Why should you take history courses at JSCC? JSCC offers students interested in college transfer and personal enrichment high quality history courses, an area of emphasis for those majoring in the academic field of history at a four-year institution, core courses for the general education requirements for those seeking higher education degrees, and a variety of ways to complete courses both in and out of the classroom. Traditional lecture courses, college-by-videocassette, and special topics are offered, but the primary purpose of the courses taught at JSCC is to provide college level survey courses to the people of JSCC's West Tennessee multi-county service area. Students will not only conduct research in history courses at JSCC , they will memorize, analyze, synthesize, and provide written discourse on historical literature and documents. Many history majors become lawyers, teachers, academics, politicians, film directors, writers, and well rounded citizens that many corporations seek out.

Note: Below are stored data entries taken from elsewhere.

/// Upper bound on drift items requested from the model. Not enforced on the
/// reply.
pub const MAX_DRIFT_ITEMS: usize = 5;

const INSTRUCTIONS: &str = "\
You compare a source text with its translation and report translation drift.

Respond ONLY with a JSON object. No markdown fences, no explanation, just raw JSON:
{
  \"source_language\": \"\",
  \"translation_language\": \"\",
  \"drift_items\": []
}

Each entry of drift_items is an object:
{
  \"category\": \"Meaning\" | \"Tone\" | \"Terminology\" | \"Grammar\" | \"Style\",
  \"severity\": \"High\" | \"Medium\" | \"Low\",
  \"description\": \"what drifted and why it matters\",
  \"source_snippet\": \"the affected words, copied exactly from the source text\",
  \"translation_snippet\": \"the affected words, copied exactly from the translation\"
}";

pub fn build_prompt(source: &str, translation: &str) -> String {
    format!(
        "{INSTRUCTIONS}\n\
         \n\
         Return at most {MAX_DRIFT_ITEMS} items, only the most important ones, \
         ordered by severity.\n\
         \n\
         Source text:\n\
         {source}\n\
         \n\
         Translation:\n\
         {translation}"
    )
}

#[cfg(test)]
mod tests {
    use super::*;

    #[test]
    fn prompt_embeds_both_texts() {
        let prompt = build_prompt("The cat sat.", "Le chat était assis.");
        assert!(prompt.contains("Source text:\nThe cat sat."));
        assert!(prompt.ends_with("Translation:\nLe chat était assis."));
    }

    #[test]
    fn prompt_states_limit_and_schema() {
        let prompt = build_prompt("a", "b");
        assert!(prompt.contains("at most 5 items"));
        for field in ["source_language", "translation_language", "translation_snippet"] {
            assert!(prompt.contains(field), "missing {field}");
        }
    }
}
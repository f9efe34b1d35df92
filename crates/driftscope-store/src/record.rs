//! The persisted shape of a completed analysis and the store contract.

use chrono::{DateTime, Utc};
use driftscope_core::{AnalysisResult, Highlighted};
use serde::Serialize;

use crate::StoreError;

/// Number of records shown in the "recent analyses" list.
pub const LATEST_LIMIT: usize = 5;

/// One analysis as written by [`AnalysisStore::save`].
#[derive(Debug, Clone, Copy)]
pub struct NewAnalysis<'a> {
    pub source_text: &'a str,
    pub translation_text: &'a str,
    pub analysis: &'a AnalysisResult,
    pub model_name: &'a str,
}

/// A stored analysis with its assigned id and creation time.
#[derive(Debug, Clone, PartialEq, Serialize)]
pub struct AnalysisRecord {
    pub id: i64,
    pub created_at: DateTime<Utc>,
    pub source_text: String,
    pub translation_text: String,
    pub source_lang: String,
    pub translation_lang: String,
    pub analysis: AnalysisResult,
    pub model_name: String,
}

impl AnalysisRecord {
    pub(crate) fn from_new(id: i64, created_at: DateTime<Utc>, new: NewAnalysis<'_>) -> Self {
        Self {
            id,
            created_at,
            source_text: new.source_text.to_string(),
            translation_text: new.translation_text.to_string(),
            source_lang: new.analysis.source_language.clone(),
            translation_lang: new.analysis.translation_language.clone(),
            analysis: new.analysis.clone(),
            model_name: new.model_name.to_string(),
        }
    }

    /// Re-run highlighting over the stored translation.
    pub fn highlighted(&self) -> Highlighted {
        Highlighted::new(&self.translation_text, &self.analysis)
    }
}

/// Durable record of completed analyses.
pub trait AnalysisStore {
    /// Persist one analysis and return it with its id and timestamp.
    fn save(&self, new: NewAnalysis<'_>) -> Result<AnalysisRecord, StoreError>;

    /// The `limit` most recent analyses, newest first.
    fn latest(&self, limit: usize) -> Result<Vec<AnalysisRecord>, StoreError>;
}

/// Current time truncated to microseconds, the precision the stores keep.
pub(crate) fn now_micros() -> DateTime<Utc> {
    let now = Utc::now();
    DateTime::from_timestamp_micros(now.timestamp_micros()).unwrap_or(now)
}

Those who cannot remember the past are condemned to repeat it."
- George Santayana (1863-1952)

Mission Statement

The history courses offered at JSCC are concerned primarily with understanding the human past objectively, the truth based upon verifiable facts, the world's civilizations, our American heritage, and the history of Tennessee. It is our belief that history not only enlightens the citizenry to their positive past and past imperfections, but that history provides understanding of the human past free from political and inculcated biases, and produces an educated citizenry capable of understanding today's increasingly complex global interaction. In addition, we are concerned with gathering and analyzing the facts of the human past objectively, and as a product of that effort, we endeavor to answer some of the profound forces and problems of history and the diverse human past.

"The principle office of history I take to be this: to prevent virtuous actions from being forgotten, and that evil words and deeds should fear an infamous reputation with posterity."
- Tacitus (55-122)

New textbooks for all US history sections beginning fall 2008:

The Unfinished Nation, To 1877, 5th Edition (ISBN 978-0-07-330701-5)

The Unfinished Nation, Since 1865, 5th Edition (ISBN 978-0-07-330702-2)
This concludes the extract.